堀内恒夫G助っ人回顧 監督時、コーチとして呼びたかったのは?

 

川上哲治監督のV9時代の巨人は外国人選手不在だったが、長嶋茂雄監督が就任した1975年にジョンソンが入団。当時のエースとして、その後は兼任コーチ、専任コーチ、コーチ、監督として長年にわたり巨人のユニフォームを着た堀内恒夫氏に、「海を渡ってきたチームメートたち」について思い出を振り返ってもらった。

「苦手だったシピンが移籍してきたのは、うれしかったね」


大洋から移籍したシピンは巨人に入団してヒゲを剃ってしまった


 1978年には、大洋から「ライオン丸」の異名を取るジョン・シピンが、巨人に移籍して来た。堀内にとって、シピンは散々打ち込まれた苦手中の苦手。その天敵が味方になったのだ。

「巨人に来てくれて、ああ、うれしいと思った。トレード・マークのヒゲを剃って怖くなくなった、というよりも、対戦しなくなったのが良かった。逆にシピンはサイドスローの小川(邦和)さんが苦手だった。小川さんがカーブかシュートを投げると、どん詰まる。シピンは小川さんを見るのも嫌だったんじゃないかな。俺も一度、川崎球場の大洋戦でシピンに対して横からカーブを投げたことがある。でも、ものの見事に打たれましたよ(笑)」

 シピンの加入から2年後の80年には、名門ヤンキースの主力選手だったロイ・ホワイトが来日した。スイッチヒッターのホワイトは1年目に128試合、打率.284、29本塁打、75打点の数字を叩き出し、メジャーの本領を発揮する。ホワイトはヤンキース時代に左翼手だった。当時ヤンキー・スタジアムの左中間は「デスバレー」と呼ばれるほど、広々とした面積を誇っていた。そのため、ヤンキースで左翼を守る外野手は肩よりも、脚力を必要とした。

「確かにうまかったね。捕ることに関しては。でも、すでに肩が壊れていた。ホワイトは人間的にも素晴らしかったよ。ライトにみたいにクレージーになることはなかったからね」

「レジーは人間的にも良かった」


メジャー通算314本塁打をマークしていたスミス


 次に堀内の口から出てきたのは、83年、監督・藤田元司の下、来日したレジー・スミスの名前だった。この2年前から、堀内は投手兼任コーチの肩書が付き、指導者としての第一歩を印している。

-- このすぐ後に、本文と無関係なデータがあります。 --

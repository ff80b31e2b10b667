//! Configuration loading from disk.

use std::fs;
use std::path::Path;

use crate::config::schema::ServerConfig;

/// Error type for configuration loading.
#[derive(Debug, thiserror::Error)]
pub enum ConfigError {
    #[error("failed to read config file: {0}")]
    Io(#[from] std::io::Error),

    #[error("failed to parse config file: {0}")]
    Parse(#[from] toml::de::Error),
}

/// Load configuration from a TOML file.
pub fn load_config(path: &Path) -> Result<ServerConfig, ConfigError> {
    let content = fs::read_to_string(path)?;
    let config: ServerConfig = toml::from_str(&content)?;
    Ok(config)
}
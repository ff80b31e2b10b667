//! Route storage and lookup.
//!
//! # Responsibilities
//! - Store (pattern, handler) pairs in registration order
//! - Resolve a request path to the first matching handler
//! - Capture regex groups for the handler in declaration order

use regex::Regex;
use std::sync::{Arc, RwLock};

use crate::dispatch::{Completer, Query};

/// Application-supplied function invoked on a route match.
///
/// The handler receives the parsed query parameters, the pattern-match
/// result, and the one-shot [`Completer`] it must eventually invoke. A
/// handler may complete synchronously or move the completer into a spawned
/// task and complete later.
pub trait Handler: Send + Sync + 'static {
    fn handle(&self, query: Query, path_match: PathMatch, completer: Completer);
}

impl<F> Handler for F
where
    F: Fn(Query, PathMatch, Completer) + Send + Sync + 'static,
{
    fn handle(&self, query: Query, path_match: PathMatch, completer: Completer) {
        self(query, path_match, completer)
    }
}

/// The structured result of matching a pattern against a request path.
///
/// Captured groups appear in declaration order; group 0 (the full match) is
/// kept separately as [`PathMatch::matched`].
#[derive(Debug, Clone)]
pub struct PathMatch {
    matched: String,
    groups: Vec<Option<String>>,
}

impl PathMatch {
    fn from_captures(caps: &regex::Captures<'_>) -> Self {
        Self {
            matched: caps[0].to_string(),
            groups: caps
                .iter()
                .skip(1)
                .map(|g| g.map(|m| m.as_str().to_string()))
                .collect(),
        }
    }

    /// The full text matched by the pattern.
    pub fn matched(&self) -> &str {
        &self.matched
    }

    /// Captured group `index` (1-based, as in the pattern), if it participated
    /// in the match.
    pub fn group(&self, index: usize) -> Option<&str> {
        if index == 0 {
            return Some(&self.matched);
        }
        self.groups.get(index - 1).and_then(|g| g.as_deref())
    }

    /// All captured groups in declaration order.
    pub fn groups(&self) -> &[Option<String>] {
        &self.groups
    }
}

/// A registered (pattern, handler) pair. Immutable once registered.
struct Route {
    pattern: Regex,
    handler: Arc<dyn Handler>,
}

/// Ordered collection of routes, first-match-wins.
///
/// Reads dominate; the lock exists so registration after the server is
/// listening stays serialized against concurrent resolution. Critical
/// sections never await.
#[derive(Default)]
pub struct RouteTable {
    routes: RwLock<Vec<Route>>,
}

impl RouteTable {
    pub fn new() -> Self {
        Self::default()
    }

    /// Append a route. Registration order is resolution order.
    pub fn register(&self, pattern: Regex, handler: Arc<dyn Handler>) {
        let mut routes = self.routes.write().expect("route table lock poisoned");
        tracing::debug!(pattern = %pattern, position = routes.len(), "Route registered");
        routes.push(Route { pattern, handler });
    }

    /// Resolve `path` to the first route whose pattern matches, together
    /// with the match result. Matching is purely syntactic against the path;
    /// handlers branch on method or body themselves if they need to.
    pub fn resolve(&self, path: &str) -> Option<(Arc<dyn Handler>, PathMatch)> {
        let routes = self.routes.read().expect("route table lock poisoned");
        for route in routes.iter() {
            if let Some(caps) = route.pattern.captures(path) {
                return Some((Arc::clone(&route.handler), PathMatch::from_captures(&caps)));
            }
        }
        None
    }

    /// Number of registered routes.
    pub fn len(&self) -> usize {
        self.routes.read().expect("route table lock poisoned").len()
    }

    pub fn is_empty(&self) -> bool {
        self.len() == 0
    }
}
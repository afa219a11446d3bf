//! Core lexer implementation.
//!
//! This module contains the Lexer struct, the per-call dispatch and the
//! failure latch.

use mat_util::{DiagnosticBuilder, DiagnosticCode, Handler, SourceSnippet, Span};
use tracing::{debug, trace};

use crate::cursor::{Cursor, CursorSnapshot};
use crate::error::LexResult;
use crate::options::LexOptions;
use crate::token::{Payload, Token, TokenKind};

/// The unexpected character that stopped (or would stop) lexing.
#[derive(Clone, Debug, PartialEq, Eq)]
pub struct Failure {
    /// Human-readable description of the failure
    pub message: String,
    /// Byte offset of the offending character
    pub offset: usize,
    /// Span of the offending character
    pub span: Span,
}

/// Lexer for Mat and LaTeX-like math expressions.
///
/// The lexer borrows the buffer and the diagnostic handler; it produces
/// one token per call to [`advance`](Lexer::advance) and keeps no token
/// history of its own.
///
/// # Example
///
/// ```
/// use mat_lex::{LexOptions, Lexer, Token};
/// use mat_util::Handler;
///
/// let handler = Handler::new();
/// let mut lexer = Lexer::new("x+2", &handler, LexOptions::default());
///
/// assert!(lexer.advance());
/// assert_eq!(lexer.token(), Token::Variable('x'));
/// assert_eq!(lexer.position(), 1);
/// ```
pub struct Lexer<'a> {
    /// Byte cursor over the buffer.
    pub(super) cursor: Cursor<'a>,

    /// Diagnostic sink.
    pub(super) handler: &'a Handler,

    /// Options fixed at construction.
    pub(super) options: LexOptions,

    /// Most recently produced token.
    token: Token,

    /// Where the most recent token started and ended.
    token_span: Span,

    /// Payload of the last value-carrying token.
    last_payload: Payload,

    /// Latched unexpected-character failure.
    failure: Option<Failure>,

    /// Whether the halt error has been emitted.
    halt_reported: bool,
}

impl<'a> Lexer<'a> {
    /// Creates a lexer at the start of `source`.
    ///
    /// The current token of a fresh lexer is [`Token::Done`].
    pub fn new(source: &'a str, handler: &'a Handler, options: LexOptions) -> Self {
        debug!(len = source.len(), notation = %options.notation, "lexer created");
        Self {
            cursor: Cursor::new(source),
            handler,
            options,
            token: Token::Done,
            token_span: Span::point(0, 1, 1),
            last_payload: Payload::None,
            failure: None,
            halt_reported: false,
        }
    }

    /// Creates a lexer over a raw byte buffer.
    ///
    /// # Errors
    ///
    /// Returns [`LexError::InvalidUtf8`](crate::LexError::InvalidUtf8) if
    /// the buffer is not UTF-8.
    ///
    /// # Example
    ///
    /// ```
    /// use mat_lex::{LexOptions, Lexer};
    /// use mat_util::Handler;
    ///
    /// let handler = Handler::new();
    /// assert!(Lexer::from_bytes(b"\\pi r^2", &handler, LexOptions::default()).is_ok());
    /// assert!(Lexer::from_bytes(&[b'x', 0xff], &handler, LexOptions::default()).is_err());
    /// ```
    pub fn from_bytes(
        bytes: &'a [u8],
        handler: &'a Handler,
        options: LexOptions,
    ) -> LexResult<Self> {
        let source = std::str::from_utf8(bytes)?;
        Ok(Self::new(source, handler, options))
    }

    /// Scans the next token.
    ///
    /// Returns `true` when a token was produced (including [`Token::Fail`])
    /// and `false` when there is nothing more to produce: at the end of
    /// input, after an unknown escape word, or once a `Fail` has halted a
    /// strict lexer. A `false` return never moves the cursor past input
    /// that was not turned into a token.
    pub fn advance(&mut self) -> bool {
        let halted = self.options.strict_reporting && self.token.is_fail();

        if self.options.skip_whitespace && !halted {
            self.cursor.skip_whitespace();
        }

        if self.cursor.is_at_end() {
            self.token = Token::Done;
            return false;
        }

        if halted {
            self.report_halt();
            return false;
        }

        let start = self.cursor.snapshot();
        let token = match self.cursor.current_byte() {
            Some(b'0'..=b'9') => self.lex_number(),
            Some(b'.') if self.starts_number() => self.lex_number(),
            Some(b'a'..=b'd' | b'f'..=b'h' | b'j'..=b'z' | b'A'..=b'Z') => self.lex_letter(),
            Some(b'\\') => match self.lex_escape() {
                Some(token) => token,
                None => return false,
            },
            _ => match self.lex_operator() {
                Some(token) => token,
                None => self.lex_unexpected(start),
            },
        };

        self.commit(token, start);
        true
    }

    fn commit(&mut self, token: Token, start: CursorSnapshot) {
        self.token = token;
        self.token_span = self.cursor.span_from(start);
        if token.payload() != Payload::None {
            self.last_payload = token.payload();
        }
    }

    /// Reports an unexpected character, latches the failure and steps over
    /// the character.
    pub(super) fn lex_unexpected(&mut self, start: CursorSnapshot) -> Token {
        let c = self.cursor.current_char();
        let message = format!("unexpected character '{}'", c.escape_debug());

        let span = Span::new(
            start.position,
            start.position + c.len_utf8(),
            start.line,
            start.column,
        );
        self.warn(
            DiagnosticCode::W_LEX_UNEXPECTED_CHAR,
            message.clone(),
            span,
            "not part of any token",
        );

        if self.failure.is_none() {
            debug!(offset = start.position, %message, "failure latched");
        }
        self.failure = Some(Failure {
            message,
            offset: start.position,
            span,
        });

        self.cursor.advance();
        Token::Fail
    }

    /// Emits the halt error once per lexer.
    fn report_halt(&mut self) {
        if self.halt_reported {
            return;
        }
        self.halt_reported = true;

        let offset = self.cursor.position();
        debug!(offset, "lexing halted");

        // Covers the failing character through the stop position.
        let here = Span::point(offset, self.cursor.line(), self.cursor.column());
        let span = self.failure.as_ref().map_or(here, |f| f.span.merge(here));

        let mut builder = DiagnosticBuilder::error("lexing halted")
            .code(DiagnosticCode::E_LEX_HALTED)
            .span(span)
            .note(format!("last payload: {}", self.last_payload));
        if let Some(failure) = &self.failure {
            builder = builder.note(format!("{} at offset {}", failure.message, failure.offset));
        }
        builder.emit(self.handler);
    }

    /// Emits a warning if warnings are enabled.
    pub(super) fn warn(
        &self,
        code: DiagnosticCode,
        message: String,
        span: Span,
        label: &str,
    ) {
        if !self.options.show_warnings {
            return;
        }
        DiagnosticBuilder::warning(message)
            .code(code)
            .span(span)
            .snippet(self.snippet(span, label))
            .emit(self.handler);
    }

    fn snippet(&self, span: Span, label: &str) -> SourceSnippet {
        let width = span.slice(self.cursor.source()).map_or(1, |s| s.chars().count());
        let column = span.column as usize;
        SourceSnippet::new(
            self.cursor.line_text(span.start),
            span.line as usize,
            column,
            column + width,
            Some(label),
        )
    }

    /// Returns the most recently produced token.
    pub fn token(&self) -> Token {
        self.token
    }

    /// Returns the category of the current token.
    pub fn kind(&self) -> TokenKind {
        self.token.kind()
    }

    /// Returns the payload of the current token.
    pub fn payload(&self) -> Payload {
        self.token.payload()
    }

    /// Returns the span of the current token.
    pub fn span(&self) -> Span {
        self.token_span
    }

    /// Returns the current byte offset into the buffer.
    pub fn position(&self) -> usize {
        self.cursor.position()
    }

    /// Returns the current line number (1-based).
    pub fn line(&self) -> u32 {
        self.cursor.line()
    }

    /// Returns the current column number (1-based).
    pub fn column(&self) -> u32 {
        self.cursor.column()
    }

    /// Returns true once an unexpected character has been seen.
    pub fn is_failed(&self) -> bool {
        self.failure.is_some()
    }

    /// Returns the latched failure, if any.
    ///
    /// With strict reporting off the most recent failure is kept.
    pub fn failure(&self) -> Option<&Failure> {
        self.failure.as_ref()
    }

    /// Returns the options this lexer was built with.
    pub fn options(&self) -> &LexOptions {
        &self.options
    }

    /// Advances until the lexer stops, collecting every produced token.
    ///
    /// # Example
    ///
    /// ```
    /// use mat_lex::{LexOptions, Lexer, Token};
    /// use mat_util::Handler;
    ///
    /// let handler = Handler::new();
    /// let mut lexer = Lexer::new(r"\cos(x)", &handler, LexOptions::default());
    /// assert_eq!(
    ///     lexer.collect_tokens(),
    ///     vec![Token::Cos, Token::OParen, Token::Variable('x'), Token::CParen]
    /// );
    /// ```
    pub fn collect_tokens(&mut self) -> Vec<Token> {
        self.collect_tokens_with(|_, _| {})
    }

    /// Like [`collect_tokens`](Lexer::collect_tokens), also handing each
    /// token and its span to `on_token` as it is produced.
    pub fn collect_tokens_with(&mut self, mut on_token: impl FnMut(Token, Span)) -> Vec<Token> {
        let mut tokens = Vec::new();
        while self.advance() {
            trace!(token = %self.token, offset = self.token_span.start, "token");
            on_token(self.token, self.token_span);
            tokens.push(self.token);
        }
        debug!(count = tokens.len(), failed = self.is_failed(), "token stream collected");
        tokens
    }
}

impl<'a> Iterator for Lexer<'a> {
    type Item = Token;

    fn next(&mut self) -> Option<Self::Item> {
        if self.advance() {
            Some(self.token)
        } else {
            None
        }
    }
}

 レジーは、ホワイトと同じスイッチヒッター。ドジャース、ジャイアンツなどに在籍し、メジャー通算2020安打と314本塁打を誇る大物だった。

「彼も人間的には良かった。打撃論も素晴らしかった。練習も好きだった。でも、日本に来たときには、肩が壊れていたし、足も衰えていた。だから、巨人が取ってくる外国人は総じてダメ外国人。良いと思っていても、名前だけだったね。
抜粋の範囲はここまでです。